What has changed due to COVID-19? This pandemic has disturbed supply chains and demand patterns beyond what was deemed feasible. In this world of JIT supply chains, the current disruption is exerting tremendous working capital demand from real economy on financial sector. The central bankers are reacting by providing liquidity, but the disruption is so large, that the demand for liquidity from real economy far exceeds supply.
Now, this creates a problem for ETFs. The participants believed that central bankers will provide the liquidity that they need when they need. But now, the central banking put is proving insufficient for real economy and does not even exist for financial markets.
It means, two trillion-dollar worth of ETFs are at risk of being not priced regularly or priced at wild model prices, creating a void in the heart of new paradigm in finance which is supposed to guide us to nirvana of perfect diversification at low cost. This low cost will become very high illiquidity premium in a week or two if situation remains at current level of stress. Ungumming a two trillion market will be multiple times more difficult than the subprime crisis, because a large part of investment grade bonds is about to get pushed into junk territory, which will add complexity to the problem.
This is the first time in my professional career I am witnessing a real economy causing crisis in financial markets, all other recent financial crises were result of issues inside finance sector causing a boom-bust cycle. The current bust is coming from real economy. The bust from finance sector issues is yet to come. Be prepared.
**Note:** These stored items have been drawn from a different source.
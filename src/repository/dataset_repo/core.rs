use crate::config::dataset_catalog::{DatasetConfig, ReloadScope};
use crate::domain::records::{
    HisSeloDetalheRecord, HisSeloRecord, OsLancRecord, OsSeloRecord, RecordBatch,
    TipoLancamentoRecord,
};
use crate::domain::types::{DatasetKind, LoadMode};
use crate::repository::error::{RepositoryError, RepositoryResult};
use rusqlite::{params, Connection, Transaction};
use std::sync::{Arc, Mutex};

// ==========================================
// DatasetRepository - Persistência dos lotes importados
// ==========================================
// Regra: repositório não faz lógica de negócio, só gravação.
// Todo lote entra em UMA transação: wipe (quando FULL_RELOAD no
// recorte) + inserts; qualquer erro desfaz tudo.
pub struct DatasetRepository {
    conn: Arc<Mutex<Connection>>,
}

impl DatasetRepository {
    pub fn new(conn: Arc<Mutex<Connection>>) -> Self {
        Self { conn }
    }

    pub(super) fn get_conn(&self) -> RepositoryResult<std::sync::MutexGuard<Connection>> {
        self.conn
            .lock()
            .map_err(|e| RepositoryError::LockError(e.to_string()))
    }

    /// Persiste o lote tipado em uma única transação.
    ///
    /// FULL_RELOAD em dataset por sistema apaga o recorte
    /// (contrato_id, sistema_origem_id) antes de inserir; a dimensão
    /// global nunca apaga. O retorno é a soma de linhas efetivamente
    /// alteradas: conflito com Skip conta 0, com UpdateSubset conta 1.
    pub fn persist(
        &self,
        batch: &RecordBatch,
        modo: LoadMode,
        contrato_id: i64,
        sistema_origem_id: Option<i64>,
        config: &DatasetConfig,
    ) -> RepositoryResult<usize> {
        // Invariante: wipe e inserts precisam apontar para a mesma tabela
        if config.kind != batch.kind() {
            return Err(RepositoryError::InternalError(format!(
                "config de {} recebida para lote de {}",
                config.kind,
                batch.kind()
            )));
        }

        let mut conn = self.get_conn()?;
        let tx = conn.transaction()?;

        if modo == LoadMode::FullReload && config.reload_scope == ReloadScope::PorContratoSistema {
            let sistema = sistema_exigido(sistema_origem_id, config.kind)?;
            tx.execute(
                &format!(
                    "DELETE FROM {} WHERE contrato_id = ?1 AND sistema_origem_id = ?2",
                    config.tabela
                ),
                params![contrato_id, sistema],
            )?;
        }

        let processados = match batch {
            RecordBatch::OsSelo(rows) => {
                let sistema = sistema_exigido(sistema_origem_id, config.kind)?;
                Self::insert_os_selo_tx(&tx, rows, contrato_id, sistema)?
            }
            RecordBatch::OsLanc(rows) => {
                let sistema = sistema_exigido(sistema_origem_id, config.kind)?;
                Self::insert_os_lanc_tx(&tx, rows, contrato_id, sistema)?
            }
            RecordBatch::HisSelo(rows) => {
                let sistema = sistema_exigido(sistema_origem_id, config.kind)?;
                Self::insert_his_selo_tx(&tx, rows, contrato_id, sistema)?
            }
            RecordBatch::HisSeloDetalhe(rows) => {
                let sistema = sistema_exigido(sistema_origem_id, config.kind)?;
                Self::insert_his_selo_detalhe_tx(&tx, rows, contrato_id, sistema)?
            }
            RecordBatch::TabelaLancamentos(rows) => Self::insert_tipo_lancamento_tx(&tx, rows)?,
        };

        tx.commit()?;
        Ok(processados)
    }

    // ==========================================
    // Inserts por dataset (dentro da transação)
    // ==========================================

    /// os_selo: primeira escrita vence (Skip).
    pub(super) fn insert_os_selo_tx(
        tx: &Transaction,
        rows: &[OsSeloRecord],
        contrato_id: i64,
        sistema_origem_id: i64,
    ) -> RepositoryResult<usize> {
        let mut stmt = tx.prepare(
            r#"
            INSERT INTO os_selo (
                contrato_id, sistema_origem_id, id, os_id, selo, quantidade
            ) VALUES (?1, ?2, ?3, ?4, ?5, ?6)
            ON CONFLICT (contrato_id, sistema_origem_id, os_id, selo) DO NOTHING
            "#,
        )?;

        let mut processados = 0;
        for r in rows {
            processados += stmt.execute(params![
                contrato_id,
                sistema_origem_id,
                r.id,
                r.os_id,
                r.selo,
                r.quantidade,
            ])?;
        }
        Ok(processados)
    }

    /// os_lanc: conflito sobrescreve só o subconjunto mutável
    /// (situacao, valor, valor_abs); chave e derivações intocadas.
    pub(super) fn insert_os_lanc_tx(
        tx: &Transaction,
        rows: &[OsLancRecord],
        contrato_id: i64,
        sistema_origem_id: i64,
    ) -> RepositoryResult<usize> {
        let mut stmt = tx.prepare(
            r#"
            INSERT INTO os_lanc (
                contrato_id, sistema_origem_id, id, situacao, quantidade,
                valor, valor_abs, capa, livro, folha, dt_lancou, data_lancamento,
                os, sequencia, operacao, natureza, lcto, recibo, selo_principal
            ) VALUES (
                ?1, ?2, ?3, ?4, ?5, ?6, ?7, ?8, ?9, ?10,
                ?11, ?12, ?13, ?14, ?15, ?16, ?17, ?18, ?19
            )
            ON CONFLICT (contrato_id, sistema_origem_id, os, sequencia) DO UPDATE SET
                situacao = excluded.situacao,
                valor = excluded.valor,
                valor_abs = excluded.valor_abs
            "#,
        )?;

        let mut processados = 0;
        for r in rows {
            processados += stmt.execute(params![
                contrato_id,
                sistema_origem_id,
                r.id,
                r.situacao,
                r.quantidade,
                r.valor,
                r.valor_abs,
                r.capa,
                r.livro,
                r.folha,
                r.dt_lancou.map(|d| d.format("%Y-%m-%d %H:%M:%S").to_string()),
                r.data_lancamento.map(|d| d.format("%Y-%m-%d").to_string()),
                r.os,
                r.sequencia,
                r.operacao,
                r.natureza.map(|n| n.as_str()),
                r.lcto,
                r.recibo,
                r.selo_principal,
            ])?;
        }
        Ok(processados)
    }

    /// his_selo: primeira escrita vence (Skip). Linhas com id nulo
    /// nunca conflitam entre si (NULL é distinto no índice único).
    pub(super) fn insert_his_selo_tx(
        tx: &Transaction,
        rows: &[HisSeloRecord],
        contrato_id: i64,
        sistema_origem_id: i64,
    ) -> RepositoryResult<usize> {
        let mut stmt = tx.prepare(
            r#"
            INSERT INTO his_selo (
                contrato_id, sistema_origem_id, id, selo, tipo_ato,
                capa, livro, folha, quantidade, data
            ) VALUES (?1, ?2, ?3, ?4, ?5, ?6, ?7, ?8, ?9, ?10)
            ON CONFLICT (contrato_id, sistema_origem_id, id) DO NOTHING
            "#,
        )?;

        let mut processados = 0;
        for r in rows {
            processados += stmt.execute(params![
                contrato_id,
                sistema_origem_id,
                r.id,
                r.selo,
                r.tipo_ato,
                r.capa,
                r.livro,
                r.folha,
                r.quantidade,
                r.data.format("%Y-%m-%d %H:%M:%S").to_string(),
            ])?;
        }
        Ok(processados)
    }

    /// his_selo_detalhe_pr: primeira escrita vence (Skip).
    pub(super) fn insert_his_selo_detalhe_tx(
        tx: &Transaction,
        rows: &[HisSeloDetalheRecord],
        contrato_id: i64,
        sistema_origem_id: i64,
    ) -> RepositoryResult<usize> {
        let mut stmt = tx.prepare(
            r#"
            INSERT INTO his_selo_detalhe_pr (
                contrato_id, sistema_origem_id, id, selo_principal,
                id_codigo_ato, data_ato
            ) VALUES (?1, ?2, ?3, ?4, ?5, ?6)
            ON CONFLICT (contrato_id, sistema_origem_id, id) DO NOTHING
            "#,
        )?;

        let mut processados = 0;
        for r in rows {
            processados += stmt.execute(params![
                contrato_id,
                sistema_origem_id,
                r.id,
                r.selo_principal,
                r.id_codigo_ato,
                r.data_ato.format("%Y-%m-%d").to_string(),
            ])?;
        }
        Ok(processados)
    }

    /// tipo_lancamento: dimensão global, sem contrato/sistema;
    /// codlcto repetido é ignorado.
    pub(super) fn insert_tipo_lancamento_tx(
        tx: &Transaction,
        rows: &[TipoLancamentoRecord],
    ) -> RepositoryResult<usize> {
        let mut stmt = tx.prepare(
            r#"
            INSERT INTO tipo_lancamento (
                codlcto, descricao, tipo_lanc, grupodecontas, status_inativo
            ) VALUES (?1, ?2, ?3, ?4, ?5)
            ON CONFLICT (codlcto) DO NOTHING
            "#,
        )?;

        let mut processados = 0;
        for r in rows {
            processados += stmt.execute(params![
                r.codlcto,
                r.descricao,
                r.tipo_lanc,
                r.grupodecontas,
                r.status_inativo,
            ])?;
        }
        Ok(processados)
    }
}

/// Datasets por sistema exigem o id do sistema de origem no recorte.
fn sistema_exigido(sistema_origem_id: Option<i64>, kind: DatasetKind) -> RepositoryResult<i64> {
    sistema_origem_id.ok_or_else(|| RepositoryError::FieldValueError {
        field: "sistema_origem_id".to_string(),
        message: format!("obrigatório para importação de {}", kind),
    })
}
As an aside, some thoughts on COVID-19. In the year 1986, when as a 15-year old I first read economics textbook, it defined economics as a science which tries to make sure that unlimited human wants are met in the world of limited natural resources. Such a Malthusian definition did not appeal to me then and does not appeal to me even now. So, in my first economics examination, I defined economics as below (and I remember it very well because my answer sheet was later displayed on college notice board). “Human are gregarious animals. We love to interact with each other. Some of these interactions we assign economic value while some other interactions we assign emotional value. Economics is study of those human interactions for which we assign economic value. Human desires are many and hence economics tries to make sure that more resources are available tomorrow than they are today for meeting such desires.” COVID-19 and the resultant social distancing is driving an artificial wedge in our desire to interact, and hence the economic costs will be tremendous. After 35 years, I have found a real-life experiment which validates my definition of economics, but alas at a great cost.